Towards a Humbler, Braver and Kinder Science
By Fernando Racimo, author of Science in Resistance: The Scientist Rebellion for Climate Justice
Science has often been equated with progress—a way of learning about the universe and developing tools to modify it for the betterment of humanity. It has been likened to a “candle in the dark” or even a “universal good.”

In 2025, these metaphors seem rather vacuous. It’s not just that many scholarly fields are on the retreat, thanks to financial cuts to almost everything, from climate science and conservation biology to the many social sciences that are critical to business-as-usual. It’s also that “science” today is anything but a universal good. For many, it is synonymous with violence and oppression. Scientific research powers the war planes and remote-controlled drones dropping death in occupied Palestine; the mass AI-powered surveillance systems deployed in the US, Russia and China; the mega-mining projects destroying entire ecosystems and towns in Germany, Chile, Congo and Zimbabwe. All these would not be possible without armies of technically-trained experts, without massive amounts of scientific knowledge and without the latest state-of-the-art technologies, in large part developed within the walls of the ivory tower.

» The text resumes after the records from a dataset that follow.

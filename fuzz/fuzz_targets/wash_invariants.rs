#![no_main]

use libfuzzer_sys::fuzz_target;
use text_wash::{
    CharSet, Wash, WashMode,
    wash::{trim_leading, trim_trailing},
};

fuzz_target!(|data: &[u8]| {
    let data = if data.len() > 64 * 1024 {
        &data[..64 * 1024]
    } else {
        data
    };

    let text = String::from_utf8_lossy(data);
    let (chars, input) = text.split_once('\n').unwrap_or(("", &*text));
    let set = CharSet::chars_in(chars);

    // Edge trims never leave a member at the trimmed edge.
    let leading = trim_leading(input, &set);
    assert!(leading.chars().next().is_none_or(|c| !set.contains(c)));
    let trailing = trim_trailing(input, &set);
    assert!(trailing.chars().next_back().is_none_or(|c| !set.contains(c)));
    if set.contains_all(input) {
        assert!(leading.is_empty() && trailing.is_empty());
    }

    // Removing occurrences leaves no member and keeps the rest in order.
    let removed = input.wash_with(WashMode::OccurrencesOf, &set);
    assert!(!removed.chars().any(|c| set.contains(c)));
    let expected: String = input.chars().filter(|&c| !set.contains(c)).collect();
    assert_eq!(removed, expected);

    // Line collapse: no double spaces, no edge spaces, no other whitespace.
    let line = input.wash_mode(WashMode::InputLine);
    assert!(!line.contains("  "));
    assert!(!line.starts_with(' ') && !line.ends_with(' '));
    assert!(!line.chars().any(|c| c.is_whitespace() && c != ' '));

    // Text collapse: no triple newline, no edge newline.
    let para = input.wash_mode(WashMode::InputText);
    assert!(!para.contains("\n\n\n"));
    assert!(!para.starts_with('\n') && !para.ends_with('\n'));
    assert_eq!(para.wash_mode(WashMode::InputText), para);

    // Default wash is idempotent.
    let once = input.wash();
    assert_eq!(once.wash(), once);
});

Is there salvation for science in the 21st century? Can scientists become more than passive subjects of neoliberal dismantlement, or complicit participants in extractivist fascism?
In my new book Science in Resistance: the Scientist Rebellion for Climate Justice, I chart a way forward for the scientific community to face the challenges of a collapsing world—for scientists to confront climate and ecological breakdown, as well as high-tech authoritarianism. In the book, I interviewed 24 scientists who are participating in civil resistance and direct action. They are risking their careers, and sometimes their lives, by defying their places of work, and joining struggles for climate, ecological and social justice. They are all members of the global movement Scientist Rebellion (SR). These “scientist-activists” refuse to resign themselves to passivity or complicity. Instead, they believe that a better science is possible, but only if we dare to break with the chains of the systems that oppress us—with capitalism, with colonialism, and ultimately with “science as usual.”
Since the movement’s origins in 2020, members of SR—among whom I count myself—have blocked roads, disrupted corporate and academic conferences, covered private jets and yachts with paint, occupied luxury car pavilions, and even chained themselves to the White House fence. Some of the scientists I interviewed have spent months in jail. One of SR’s founders, for example, is also a member of the movement Palestine Action, recently proscribed in the UK. In 2021, he was arrested for peacefully disrupting the production of components at an Israeli weapons factory, and sentenced to over two years in prison.
Is there salvation for science in the 21st century? Can scientists become more than passive subjects of neoliberal dismantlement, or complicit participants in extractivist fascism?
Beyond the public faces of the movement, there are also large teams of academics working anonymously behind the frontlines. They are aiding with internal coordination, media framing and logistics. Across the world, these underground academic networks are using decentralized forms of organizing in coordination with student collectives, Indigenous groups and worker movements. Together, they are helping to disrupt both the sites of extraction of fossil fuels and rare earth minerals, as well as the corporate headquarters and state institutions that make this extraction possible.
Scientist-activism is not new. Academics have often participated in progressive struggles, like the university uprisings under apartheid South Africa, or the civil rights movement in North America, where the “teach-in” first gained prominence as a tool for simultaneous disruption and learning. The current wave of activism has borrowed tactics and strategies from these earlier movements, deploying them with a focus on climate justice and global solidarity. This wave is also helping cement the idea that scientists should participate in activism. In other words, there’s a growing awareness that scientific activities can never be neutral, that calls for scientists to stay in the ivory tower are essentially calls to acquiesce to the status quo. And as one scientist-activist I interviewed puts it: “the status quo right now is a deadly state of being.”
As they join these struggles, scientists are also learning lessons in humility. They are realizing that academic expertise is rather limited when it comes to mobilizing for change. Often, the most useful knowledge is the stuff they don’t teach you at school. Instead, scientist-activists are turning to local and Indigenous communities, who have many more years of experience in resistance to state and corporate intrusion. They are also learning that the overly technical and detached way in which they’ve been trained to work can be a disadvantage. When it comes to transformational change, hearts and hands are just as important as minds. As they learn these lessons, scientist-activists are bringing them back to their places of work, trying to transform academics institutions, to make them fit for a rapidly warming planet.
Ultimately, in my book I show how many scientists have come to realize that making polite requests to those in power is no longer a viable option (if it ever was). Scientists-turned-activists are instead rising up in resistance, joining efforts with anti-capitalist and anti-colonial movements around the world. And as they do so, they are also helping to turn science itself into a kinder, humbler and braver endeavor: a science that might, perhaps, help us weather the coming storms.